Vladimir Uversky obtained his Ph.D. in biophysics from the Moscow Institute of Physics and Technology (1991) and D.Sc. in biophysics from the Institute of Experimental and Theoretical Biophysics, Russian Academy of Sciences (1998). He spent his early career working on protein folding at the Institute of Protein Research and the Institute for Biological Instrumentation (Russian Academy of Sciences). Here, while working on the experimental characterization of protein folding, Dr. Uversky has found that some mostly unstructured proteins can be biologically active. These findings, together with the similar observations of other researchers, eventually forced him to reconsider the generality of the protein structure-function paradigm and to suggest that natively unfolded (or intrinsically disordered) proteins represent a new important realm of the protein kingdom. In 1998, he moved to the University of California Santa Cruz to work on protein folding, misfolding, and protein intrinsic disorder. In 2004, he moved to the Center for Computational Biology and Bioinformatics at the Indiana University–Purdue University Indianapolis to work on the intrinsically disordered proteins.

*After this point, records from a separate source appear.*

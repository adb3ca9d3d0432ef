use clap::Parser;
use gallery_rank::Result;
use gallery_rank::catalog::compile::build_catalog;
use gallery_rank::catalog::store::save_json;
use ohno::bail;
use serde_json::Value;
use std::path::PathBuf;

#[derive(Parser, Debug)]
pub struct BuildArgs {
    /// Directory of submission JSON files
    #[arg(long, value_name = "PATH", default_value = "components")]
    pub components_dir: PathBuf,

    /// Component schema file holding the category taxonomy
    #[arg(long, value_name = "PATH", default_value = "schemas/component.schema.json")]
    pub schema: PathBuf,

    /// Output compiled catalog path
    #[arg(long, value_name = "PATH", default_value = "compiled/components.json")]
    pub out: PathBuf,

    /// Previous compiled catalog to carry metrics forward from
    #[arg(long, value_name = "PATH")]
    pub previous: Option<PathBuf>,

    /// Report invalid submissions and keep going instead of failing the build
    #[arg(long)]
    pub skip_invalid: bool,
}

pub fn build(args: &BuildArgs) -> Result<()> {
    let outcome = build_catalog(&args.components_dir, &args.schema, args.previous.as_deref())?;

    if !outcome.errors.is_empty() {
        eprintln!("{} invalid submission(s):", outcome.errors.len());
        for error in &outcome.errors {
            eprintln!("- {error}");
        }
        if !args.skip_invalid {
            bail!("catalog build failed with {} invalid submission(s)", outcome.errors.len());
        }
    }

    let count = outcome.doc.get("components").and_then(Value::as_array).map_or(0, Vec::len);
    save_json(&args.out, &outcome.doc)?;
    println!("Wrote {count} component(s) to {}.", args.out.display());
    Ok(())
}
use crate::commands::common::{default_workers, resolve_github_token};
use clap::Parser;
use core::time::Duration;
use gallery_rank::Result;
use gallery_rank::catalog::store::{load_json, save_json};
use gallery_rank::enrich::github::GitHubEnricher;
use gallery_rank::enrich::pypi::PyPiEnricher;
use gallery_rank::enrich::pypistats::PyPiStatsEnricher;
use gallery_rank::enrich::{EngineOptions, Enricher, run_enrichment};
use gallery_rank::misc::utc_now_iso;
use ohno::{app_err, bail};
use serde_json::Value;
use std::collections::HashMap;
use std::path::PathBuf;
use std::sync::Arc;

#[derive(Parser, Debug)]
pub struct EnrichArgs {
    /// Input compiled catalog path
    #[arg(long = "in", value_name = "PATH", default_value = "compiled/components.json")]
    pub input: PathBuf,

    /// Output path [default: overwrite the input]
    #[arg(long, value_name = "PATH")]
    pub out: Option<PathBuf>,

    /// Which enrichment services to run
    #[arg(long, value_name = "NAMES", value_delimiter = ',', default_value = "github,pypi,pypistats")]
    pub services: Vec<String>,

    /// Environment variable holding a GitHub token
    #[arg(long, value_name = "VAR", default_value = "GH_TOKEN")]
    pub token_env: String,

    /// HTTP timeout in seconds
    #[arg(long, value_name = "SECONDS", default_value_t = 20.0)]
    pub timeout: f64,

    /// Minimum seconds between GitHub requests [default: 0.2 with a token, else 1.0]
    #[arg(long, value_name = "SECONDS")]
    pub sleep_github: Option<f64>,

    /// Minimum seconds between PyPI requests
    #[arg(long, value_name = "SECONDS", default_value_t = 0.3)]
    pub sleep_pypi: f64,

    /// Minimum seconds between pypistats requests [default: same as --sleep-pypi]
    #[arg(long, value_name = "SECONDS")]
    pub sleep_pypistats: Option<f64>,

    /// Only refetch metrics older than this many hours; 0 refetches everything
    #[arg(long, value_name = "HOURS", default_value_t = 24.0)]
    pub refresh_older_than_hours: f64,

    /// Only process the first N components
    #[arg(long, value_name = "COUNT")]
    pub limit: Option<usize>,

    /// Exit successfully even if some fetches fail
    #[arg(long)]
    pub allow_failures: bool,

    /// Maximum concurrent fetches [default: max(4, 4x CPU count)]
    #[arg(long, value_name = "COUNT")]
    pub workers: Option<usize>,

    /// Log progress every N components; 0 disables
    #[arg(long, value_name = "COUNT", default_value_t = 25)]
    pub progress_every: usize,

    /// Print every failure instead of the first 50 per service
    #[arg(long)]
    pub verbose: bool,
}

fn build_enrichers(services: &[String], token: Option<String>) -> Result<Vec<Arc<dyn Enricher>>> {
    let mut enrichers: Vec<Arc<dyn Enricher>> = Vec::new();
    for service in services {
        match service.trim().to_lowercase().as_str() {
            "" => {}
            "github" => enrichers.push(Arc::new(GitHubEnricher::new(token.clone()))),
            "pypi" => enrichers.push(Arc::new(PyPiEnricher::new())),
            "pypistats" => enrichers.push(Arc::new(PyPiStatsEnricher::new())),
            other => bail!("unknown enrichment service: {other}"),
        }
    }
    if enrichers.is_empty() {
        bail!("no enrichment services selected");
    }
    Ok(enrichers)
}

fn seconds(value: f64) -> Duration {
    Duration::from_secs_f64(value.max(0.0))
}

pub async fn enrich(args: &EnrichArgs) -> Result<()> {
    let out = args.out.as_ref().unwrap_or(&args.input);

    let mut doc = load_json(&args.input)?;
    if !doc.is_object() {
        bail!("compiled catalog must be a JSON object: {}", args.input.display());
    }
    let components = doc
        .get_mut("components")
        .and_then(Value::as_array_mut)
        .ok_or_else(|| app_err!("compiled catalog is missing a `components` array: {}", args.input.display()))?;

    let token = resolve_github_token(&args.token_env);
    let enrichers = build_enrichers(&args.services, token.clone())?;

    let github_sleep = args.sleep_github.unwrap_or(if token.is_some() { 0.2 } else { 1.0 });
    let mut pacing = HashMap::new();
    let _ = pacing.insert("github", seconds(github_sleep));
    let _ = pacing.insert("pypi", seconds(args.sleep_pypi));
    let _ = pacing.insert("pypistats", seconds(args.sleep_pypistats.unwrap_or(args.sleep_pypi)));

    let refresh = (args.refresh_older_than_hours > 0.0).then_some(args.refresh_older_than_hours);

    let upper = args.limit.unwrap_or(components.len()).min(components.len());
    let items = &mut components[..upper];

    // Preview how much work each service has before any request goes out.
    for enricher in &enrichers {
        let expected = items
            .iter()
            .filter_map(Value::as_object)
            .filter(|obj| enricher.needs_fetch(obj, refresh) && enricher.key_for_item(obj).is_some())
            .count();
        println!("[{}] will attempt {expected} component(s).", enricher.name());
    }

    let opts = EngineOptions {
        refresh_older_than_hours: refresh,
        timeout: seconds(args.timeout),
        pacing,
        workers: args.workers.unwrap_or_else(default_workers),
        run_fetched_at: utc_now_iso(),
        progress_every: (args.progress_every > 0).then_some(args.progress_every),
    };

    let result = run_enrichment(items, &enrichers, &opts).await?;

    save_json(out, &doc)?;
    println!("Wrote {} at {}.", out.display(), utc_now_iso());

    for enricher in &enrichers {
        let s = result.stats[enricher.name()];
        println!(
            "[{}] summary: processed={} requests={} ok={} fail={} updated={} skipped_fresh={} cache_hits={} skipped_no_key={}",
            enricher.name(),
            s.processed,
            s.requests,
            s.ok,
            s.failed,
            s.updated,
            s.skipped_fresh,
            s.cache_hits,
            s.skipped_no_key
        );
    }

    let mut any_failures = false;
    for enricher in &enrichers {
        let failures = &result.failures[enricher.name()];
        if failures.is_empty() {
            continue;
        }
        any_failures = true;

        eprintln!("WARNING: {} {} fetch failure(s):", failures.len(), enricher.name());
        let shown = if args.verbose { failures.len() } else { failures.len().min(50) };
        for failure in &failures[..shown] {
            let code = failure.status.map(|s| format!(" (status {s})")).unwrap_or_default();
            eprintln!("- {}{code}: {}", failure.key, failure.error.as_deref().unwrap_or("unknown error"));
        }
        if shown < failures.len() {
            eprintln!("... and {} more", failures.len() - shown);
        }
    }

    if any_failures && !args.allow_failures {
        bail!("enrichment finished with failures");
    }
    Ok(())
}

Since 2010, he has been with the Department of Molecular Biology at the University of South Florida, where he is now an Associate Professor. At the University of South Florida, Dr. Uversky has continued his work on various aspects of protein intrinsic disorder phenomenon and on analysis of protein folding and misfolding. He has published over 500 peer-reviewed articles and book chapters in these fields. Dr. Uversky participated in the establishment of the Intrinsically Disordered Proteins Subgroup at the Biophysical Society and the Intrinsically Disordered Proteins Gordon Research Conference. He is an Executive Editor of the Intrinsically Disordered Proteins journal published by the Landes Bioscience.